Casser la manifestation


Alors que les autorités avaient promis de garder ouvert le pont de l’Europe qui enjambe le Rhin entre la France et l’Allemagne, les policiers allemands empêchent les manifestants d’outre-Rhin de franchir le fleuve et bloquent les manifestants côté Français. La tension monte. Une centaine de Black Blocks (groupuscules issus des autonomes allemands) s’en prennent au bâtiment des anciennes douanes. Les policiers allemands postés sur le pont de l’Europe laissent faire. Selon certains témoins, des individus auraient été vus, portant jeans, blousons noirs et sacs en toile mêlés à ces agitateurs, et rejoignant ensuite les véhicules des forces de l’ordre.


À 14 heures, des extrémistes défoncent les vitres d’un hôtel, qui semble destiné à la démolition, dans le quartier du port du Rhin, et y pénètrent.
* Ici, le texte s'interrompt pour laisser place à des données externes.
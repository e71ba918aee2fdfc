//! Logging setup: the `log` facade with an `env_logger` backend.
//!
//! Log levels are determined by (in priority order):
//!
//! 1. `RUST_LOG` environment variable (if set)
//! 2. CLI flags: `--quiet` (error only) or `--verbose` (debug/trace)
//! 3. Default: info level
//!
//! Debug builds prefix records with a timestamp (and the module path when
//! verbose); release builds print only level and message.
//!
//! # Example
//!
//! ```rust,no_run
//! use dupindex::logging::init_logging;
//!
//! init_logging(1, false); // -v
//! log::debug!("store loaded");
//! ```

use env_logger::Builder;
use log::LevelFilter;
use std::env;
use std::io::Write;

/// Initialize the logging subsystem based on CLI verbosity flags.
///
/// Only the first call in a process takes effect; later calls are ignored so
/// that tests may drive [`run_app`](crate::run_app) repeatedly.
///
/// * `verbose` - Verbosity count from CLI (0=normal, 1=debug, 2+=trace)
/// * `quiet` - If true, only show errors (overridden by RUST_LOG)
pub fn init_logging(verbose: u8, quiet: bool) {
    let use_env = env::var("RUST_LOG").is_ok();

    let mut builder = Builder::new();
    if use_env {
        builder.parse_default_env();
    } else {
        builder.filter_level(determine_level(verbose, quiet));
    }

    configure_format(&mut builder, verbose);

    if builder.try_init().is_ok() {
        if use_env {
            log::debug!(
                "Logging initialized from RUST_LOG: {:?}",
                env::var("RUST_LOG").ok()
            );
        } else {
            log::debug!(
                "Logging initialized at level: {:?}",
                determine_level(verbose, quiet)
            );
        }
    }
}

/// Map CLI flags to a level filter. `quiet` wins over `verbose`.
fn determine_level(verbose: u8, quiet: bool) -> LevelFilter {
    if quiet {
        LevelFilter::Error
    } else {
        match verbose {
            0 => LevelFilter::Info,
            1 => LevelFilter::Debug,
            _ => LevelFilter::Trace,
        }
    }
}

fn configure_format(builder: &mut Builder, verbose: u8) {
    #[cfg(debug_assertions)]
    {
        builder.format(move |buf, record| {
            let timestamp = buf.timestamp_seconds();
            let level = record.level();
            let level_style = buf.default_level_style(level);

            if verbose >= 1 {
                writeln!(
                    buf,
                    "{} {level_style}{:<5}{level_style:#} [{}] {}",
                    timestamp,
                    level,
                    record.module_path().unwrap_or("unknown"),
                    record.args()
                )
            } else {
                writeln!(
                    buf,
                    "{} {level_style}{:<5}{level_style:#} {}",
                    timestamp,
                    level,
                    record.args()
                )
            }
        });
    }

    #[cfg(not(debug_assertions))]
    {
        let _ = verbose;
        builder.format(|buf, record| {
            let level = record.level();
            let level_style = buf.default_level_style(level);
            writeln!(
                buf,
                "{level_style}{:<5}{level_style:#} {}",
                level,
                record.args()
            )
        });
    }
}

#[cfg(test)]
mod tests {
    use super::*;

    #[test]
    fn test_determine_level_default() {
        assert_eq!(determine_level(0, false), LevelFilter::Info);
    }

    #[test]
    fn test_determine_level_verbose() {
        assert_eq!(determine_level(1, false), LevelFilter::Debug);
        assert_eq!(determine_level(2, false), LevelFilter::Trace);
        assert_eq!(determine_level(3, false), LevelFilter::Trace);
    }

    #[test]
    fn test_determine_level_quiet_overrides_verbose() {
        assert_eq!(determine_level(0, true), LevelFilter::Error);
        assert_eq!(determine_level(2, true), LevelFilter::Error);
    }

    #[test]
    fn test_init_logging_twice_does_not_panic() {
        init_logging(0, true);
        init_logging(2, false);
    }
}
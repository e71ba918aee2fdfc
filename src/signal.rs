//! Signal handling for graceful shutdown.
//!
//! A Ctrl+C during a scan must not leave a store on disk that reflects only
//! part of the directory. The handler installed here flips a shared
//! `AtomicBool`; the walker, the hasher and the gatherer all poll it and bail
//! out, and the gatherer skips persistence when it sees the flag.
//!
//! # Usage
//!
//! ```rust,no_run
//! use dupindex::signal::install_handler;
//!
//! let handler = install_handler().expect("Failed to install signal handler");
//! let shutdown_flag = handler.get_flag();
//! // Pass shutdown_flag to the Gatherer, Walker, Hasher.
//! # let _ = shutdown_flag;
//! ```

use std::io::Write;
use std::sync::atomic::{AtomicBool, Ordering};
use std::sync::{Arc, OnceLock};

/// Exit code for SIGINT (Ctrl+C) interruption (128 + SIGINT).
pub const EXIT_CODE_INTERRUPTED: i32 = 130;

/// Shared shutdown flag.
///
/// Cloning shares the underlying flag.
#[derive(Debug, Clone)]
pub struct ShutdownHandler {
    flag: Arc<AtomicBool>,
}

impl ShutdownHandler {
    /// Create a new handler with no shutdown requested.
    #[must_use]
    pub fn new() -> Self {
        Self {
            flag: Arc::new(AtomicBool::new(false)),
        }
    }

    /// Check if shutdown has been requested.
    #[must_use]
    pub fn is_shutdown_requested(&self) -> bool {
        self.flag.load(Ordering::SeqCst)
    }

    /// Manually request a shutdown.
    pub fn request_shutdown(&self) {
        self.flag.store(true, Ordering::SeqCst);
    }

    /// Get a clone of the shutdown flag for passing to workers.
    #[must_use]
    pub fn get_flag(&self) -> Arc<AtomicBool> {
        Arc::clone(&self.flag)
    }

    /// Reset the shutdown flag to `false`.
    pub fn reset(&self) {
        self.flag.store(false, Ordering::SeqCst);
    }
}

impl Default for ShutdownHandler {
    fn default() -> Self {
        Self::new()
    }
}

/// Error type for signal handler installation.
#[derive(Debug, thiserror::Error)]
pub enum SignalError {
    /// Failed to install the Ctrl+C handler.
    #[error("Failed to install signal handler: {0}")]
    InstallFailed(#[from] ctrlc::Error),
}

static GLOBAL_HANDLER: OnceLock<ShutdownHandler> = OnceLock::new();

/// Install a Ctrl+C handler that sets the shutdown flag on interrupt.
///
/// Calling this more than once in a process (as tests that drive
/// [`run_app`](crate::run_app) do) returns the already installed handler
/// with its flag reset.
///
/// # Errors
///
/// Returns [`SignalError`] if the OS refuses the handler and no handler was
/// installed earlier by this process.
pub fn install_handler() -> Result<ShutdownHandler, SignalError> {
    if let Some(handler) = GLOBAL_HANDLER.get() {
        handler.reset();
        return Ok(handler.clone());
    }

    let handler = ShutdownHandler::new();
    let flag = handler.get_flag();

    let installed = ctrlc::set_handler(move || {
        flag.store(true, Ordering::SeqCst);
        let _ = writeln!(std::io::stderr(), "\nInterrupted. Store left untouched.");
        let _ = std::io::stderr().flush();
        log::info!("Shutdown signal received");
    });

    match installed {
        Ok(()) => {
            let _ = GLOBAL_HANDLER.set(handler.clone());
            Ok(handler)
        }
        Err(ctrlc::Error::MultipleHandlers) => {
            // Another part of the process owns SIGINT; keep a manual-only handler.
            log::debug!("Ctrl+C handler already registered, using unhooked handler");
            let fallback = GLOBAL_HANDLER.get_or_init(ShutdownHandler::new);
            fallback.reset();
            Ok(fallback.clone())
        }
        Err(e) => Err(SignalError::InstallFailed(e)),
    }
}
Les habitants du quartier protestent en vain. Les policiers sont absents. Scène similaire à l’office du tourisme et dans une pharmacie. Une dizaine de minutes plus tard, les CRS chargent. Tandis que des incendies se déclarent, ils repoussent les casseurs vers le Jardin des deux rives. Les deux camps entament une bataille rangée : gaz lacrymogènes contre feux d’artifice et pierres.


À 14 h 30, le cortège s’élance. Venu du centre-ville, un convoi de police coupe la manifestation à hauteur d’un pont ferroviaire. Il est pris à partie par des extrémistes, et les CRS postés devant un hôtel en flammes tirent des gaz lacrymogènes en plein dans le cortège.

Pressurer les manifestants


À coups de barrages sur les ponts et dans les rues, les forces de police empêchent le déroulement normal de la manifestation. Exemple à 16 heures quand, rue du Port-du-Rhin, plusieurs milliers de manifestants sont pris au piège. Impossible de retourner au point de départ car l’accès est barré par un cordon de CRS près d’un hôtel en proie aux flammes. Impossible aussi de faire demi-tour car un deuxième barrage interdit de rejoindre le restant du défilé. À 16 h 15, les policiers situés dans le haut de la rue chargent une petite minorité d’extrémistes. La charge réduit de moitié l’espace laissé aux manifestants.

De la foule s’avance un homme qui parlemente avec l’officier responsable. Les CRS ouvrent un passage. Mains levées, les manifestants passent devant les CRS. Pacifique dans son immense majorité, empêchée de défiler, acculée dans une souricière, la foule se sent humiliée et estime son droit à manifester bafoué. Les policiers procèdent à des interpellations. Ils agrippent au passage certains jeunes. Plaqués au sol ou contre un mur, les interpellés sont fouillés, menottés avant d’être tous… relâchés.

Le soir, pour entrer dans le centre-ville, les manifestants doivent présenter leurs papiers, et dénouer les drapeaux « Peace » qu’ils portent autour du cou.


S’exprimer malgré
toutes les humiliations


Malgré les humiliations, la volonté de bafouer l’expression démocratique des pacifistes, une partie des « anti-OTAN » ont continué leurs débats le dimanche, assistant à des conférences riches, et réunis en atelier. Ils ont élaboré des propositions pour un monde sans l’OTAN. Pendant ce temps, ceux qui vivaient dans le campement tentaient de regagner leurs pénates. Dès 13 heures, pourtant, les forces de l’ordre l’avaient encerclé, fouillant systématiquement ceux qui voulaient sortir, empêchant l’accès au village. Le prétexte ?

« La recherche de ceux qui ont cassé. » Le lendemain de la manif…


* Strasbourg. Des photographes dont un collaborateur de l’Humanité ont été interpellé hier, au village anti-OTAN de Strasbourg, et leurs appareils et ordinateurs fouillés par la police. Il a fallu l’intervention de la direction du journal pour qu’ils soient relâchés… avec « des excuses ».


L'Humanité, 6 avril 2009. Reportage sur place au sommet de l'OTAN et dans la manif, Fabien Perrier et Alain Peter, reportage photos Patrick Nussbaum.